Raúl Alfonsín Foulkes in 1983 <em>Picture: Revista Semanario</em>

Raúl Alfonsín Foulkes in 1983 Picture: Revista Semanario

Those who know me know that I am not from these parts. Like many, however, I have been in a kind of swoon since the SNP’s electoral triumph, the like of which I had not experienced since … well, an election far away and long ago.*

It was October 1983, and Argentines were throwing off the shackles of military power in the wake of the Falklands War.
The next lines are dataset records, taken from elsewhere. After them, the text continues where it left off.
use super::normalizer::{extract_keywords, normalize, tokenize, Tokens};
use regex::Regex;
use serde::Serialize;
use std::collections::HashMap;

/// Score for an exact normalized match. Terminal.
const EXACT_MATCH: i32 = 1000;
/// One normalized string is a prefix of the other.
const PREFIX_MATCH: i32 = 500;
/// Every query token occurs as a whole word in the name.
const ALL_WORDS_BASE: i32 = 400;
const ALL_WORDS_PER_TOKEN: i32 = 50;
/// Some query tokens occur as whole words in the name.
const SOME_WORDS_BASE: i32 = 200;
const SOME_WORDS_PER_TOKEN: i32 = 30;
/// First query token equals the first name keyword.
const FIRST_KEYWORD_MATCH: i32 = 300;
/// Query tokens are a subset of the name keywords.
const KEYWORD_SUBSET: i32 = 100;
/// Plain substring containment in either direction.
const LOOSE_SUBSTRING: i32 = 50;
/// Query sits inside the name but only inside a longer word ("ford" in "ashford").
const EMBEDDED_PENALTY: i32 = 200;

#[derive(Debug, Clone, Copy, PartialEq, Eq, Serialize)]
#[serde(rename_all = "lowercase")]
pub enum SourceKind {
    /// Bulk-sourced listing (exchange dumps, vendor tables).
    Bulk,
    /// Curated definitions. Win identifier collisions and get a small ranking bonus.
    Override,
}

/// One ordered identifier -> name table.
#[derive(Debug, Clone)]
pub struct CandidateSource {
    pub tag: String,
    pub kind: SourceKind,
    pub entries: Vec<(String, String)>,
}

impl CandidateSource {
    pub fn new<I, K, V>(tag: impl Into<String>, kind: SourceKind, entries: I) -> Self
    where
        I: IntoIterator<Item = (K, V)>,
        K: Into<String>,
        V: Into<String>,
    {
        Self {
            tag: tag.into(),
            kind,
            entries: entries.into_iter().map(|(k, v)| (k.into(), v.into())).collect(),
        }
    }

    pub fn bulk<I, K, V>(tag: impl Into<String>, entries: I) -> Self
    where
        I: IntoIterator<Item = (K, V)>,
        K: Into<String>,
        V: Into<String>,
    {
        Self::new(tag, SourceKind::Bulk, entries)
    }

    pub fn overrides<I, K, V>(tag: impl Into<String>, entries: I) -> Self
    where
        I: IntoIterator<Item = (K, V)>,
        K: Into<String>,
        V: Into<String>,
    {
        Self::new(tag, SourceKind::Override, entries)
    }
}

#[derive(Debug, Clone, PartialEq, Eq, Serialize)]
pub struct NameMatch {
    pub identifier: String,
    pub name: String,
    pub source_tag: String,
    pub score: i32,
}

#[derive(Debug, Clone, Copy)]
pub struct ResolverConfig {
    /// Added to candidates from override sources that already scored above zero.
    pub override_bonus: i32,
}

impl Default for ResolverConfig {
    fn default() -> Self {
        Self { override_bonus: 10 }
    }
}

/// Pre-normalized candidate. Built once per resolver.
#[derive(Debug, Clone)]
struct Candidate {
    identifier: String,
    name: String,
    normalized: String,
    keywords: Vec<String>,
    source_tag: String,
    kind: SourceKind,
}

/// Free-text -> canonical entity resolver.
///
/// Sources are merged at construction into one immutable table keyed by the
/// uppercased identifier. The first bulk occurrence of an identifier holds its
/// slot until an override source supplies the same identifier; the last
/// override seen wins. Because the table holds one candidate per identifier,
/// results never contain duplicate identifiers.
#[derive(Debug, Clone)]
pub struct NameResolver {
    config: ResolverConfig,
    candidates: Vec<Candidate>,
}

impl NameResolver {
    pub fn new(config: ResolverConfig, sources: &[CandidateSource]) -> Self {
        let mut candidates: Vec<Candidate> = Vec::new();
        let mut slots: HashMap<String, usize> = HashMap::new();
        let mut dropped = 0usize;

        for source in sources {
            for (raw_id, raw_name) in &source.entries {
                let identifier = raw_id.trim().to_uppercase();
                let name = raw_name.trim();
                let normalized = normalize(name);
                if identifier.is_empty() || normalized.is_empty() {
                    dropped += 1;
                    continue;
                }

                let candidate = Candidate {
                    identifier: identifier.clone(),
                    name: name.to_string(),
                    keywords: extract_keywords(name),
                    normalized,
                    source_tag: source.tag.clone(),
                    kind: source.kind,
                };

                match slots.get(&identifier) {
                    Some(&idx) => {
                        if source.kind == SourceKind::Override {
                            candidates[idx] = candidate;
                        }
                    }
                    None => {
                        slots.insert(identifier, candidates.len());
                        candidates.push(candidate);
                    }
                }
            }
        }

        tracing::debug!(
            sources = sources.len(),
            candidates = candidates.len(),
            dropped,
            "name resolver built"
        );

        Self { config, candidates }
    }

    pub fn len(&self) -> usize {
        self.candidates.len()
    }

    pub fn is_empty(&self) -> bool {
        self.candidates.is_empty()
    }

    /// Ranked matches for `query`, best first, at most `max_results`.
    ///
    /// Ties keep table order, so earlier sources (and earlier entries within a
    /// source) come first. Never fails: empty or unmatchable input yields an
    /// empty list.
    pub fn search(&self, query: &str, max_results: usize) -> Vec<NameMatch> {
        let Some(matcher) = QueryMatcher::new(query) else {
            return Vec::new();
        };

        let mut results: Vec<NameMatch> = self
            .candidates
            .iter()
            .filter_map(|c| {
                let base = matcher.score(&c.normalized, &c.keywords);
                if base <= 0 {
                    return None;
                }
                let bonus = match c.kind {
                    SourceKind::Override => self.config.override_bonus,
                    SourceKind::Bulk => 0,
                };
                Some(NameMatch {
                    identifier: c.identifier.clone(),
                    name: c.name.clone(),
                    source_tag: c.source_tag.clone(),
                    score: base + bonus,
                })
            })
            .collect();

        results.sort_by(|a, b| b.score.cmp(&a.score));
        results.truncate(max_results);

        tracing::trace!(query, matches = results.len(), "name search");
        results
    }

    /// Best single match, if any.
    pub fn resolve(&self, query: &str) -> Option<NameMatch> {
        self.search(query, 1).into_iter().next()
    }
}

/// One-shot search with the default configuration.
pub fn search(query: &str, sources: &[CandidateSource], max_results: usize) -> Vec<NameMatch> {
    if sources.is_empty() {
        return Vec::new();
    }
    NameResolver::new(ResolverConfig::default(), sources).search(query, max_results)
}

/// Query compiled once, scored against many candidates.
struct QueryMatcher {
    normalized: String,
    tokens: Tokens,
    token_patterns: Vec<Option<Regex>>,
    whole_pattern: Option<Regex>,
}

impl QueryMatcher {
    fn new(query: &str) -> Option<Self> {
        let normalized = normalize(query);
        if normalized.is_empty() {
            return None;
        }
        let tokens = tokenize(&normalized);
        let token_patterns = tokens.iter().map(|t| word_pattern(t)).collect();
        let whole_pattern = word_pattern(&normalized);
        Some(Self {
            normalized,
            tokens,
            token_patterns,
            whole_pattern,
        })
    }

    fn score(&self, name: &str, keywords: &[String]) -> i32 {
        let query = self.normalized.as_str();
        if query == name {
            return EXACT_MATCH;
        }

        let mut score = 0;

        if name.starts_with(query) || query.starts_with(name) {
            score += PREFIX_MATCH;
        }

        let word_hits = self
            .token_patterns
            .iter()
            .filter(|p| p.as_ref().is_some_and(|re| re.is_match(name)))
            .count() as i32;
        if !self.tokens.is_empty() && word_hits == self.tokens.len() as i32 {
            score += ALL_WORDS_BASE + word_hits * ALL_WORDS_PER_TOKEN;
        } else if word_hits > 0 {
            score += SOME_WORDS_BASE + word_hits * SOME_WORDS_PER_TOKEN;
        }

        if let (Some(first), Some(first_kw)) = (self.tokens.first(), keywords.first()) {
            if first == first_kw {
                score += FIRST_KEYWORD_MATCH;
            }
        }

        if !self.tokens.is_empty() && self.tokens.iter().all(|t| keywords.contains(t)) {
            score += KEYWORD_SUBSET;
        }

        let embedded = name.contains(query);
        if embedded || query.contains(name) {
            score += LOOSE_SUBSTRING;
        }

        if embedded && !self.whole_pattern.as_ref().is_some_and(|re| re.is_match(name)) {
            score -= EMBEDDED_PENALTY;
        }

        score
    }
}

fn word_pattern(text: &str) -> Option<Regex> {
    Regex::new(&format!(r"\b{}\b", regex::escape(text))).ok()
}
The military regime’s impending exit was not, as Margaret Thatcher and her Tories (wet and dry) claimed, directly a result of defeat by the British Task Force the previous year.

In fact, Argentines had been rioting in the streets, Arab Spring-style (sans Facebook and Twitter, but with stones), for days before the occupation of Port Stanley on 2 April 1982. I know this because I was tear-gassed in the streets and was there when heads were battered.

The military regime, though in even more obvious rigor mortis after their humiliating defeat, stayed true to the Argentine armed forces’ traditional commitment to preserving the nation state, and suddenly, there I was, months after the war, summoned to help man an electoral desk at the Schule Alemán (German school) in the Buenos Aires suburb of Lomas de Zamora.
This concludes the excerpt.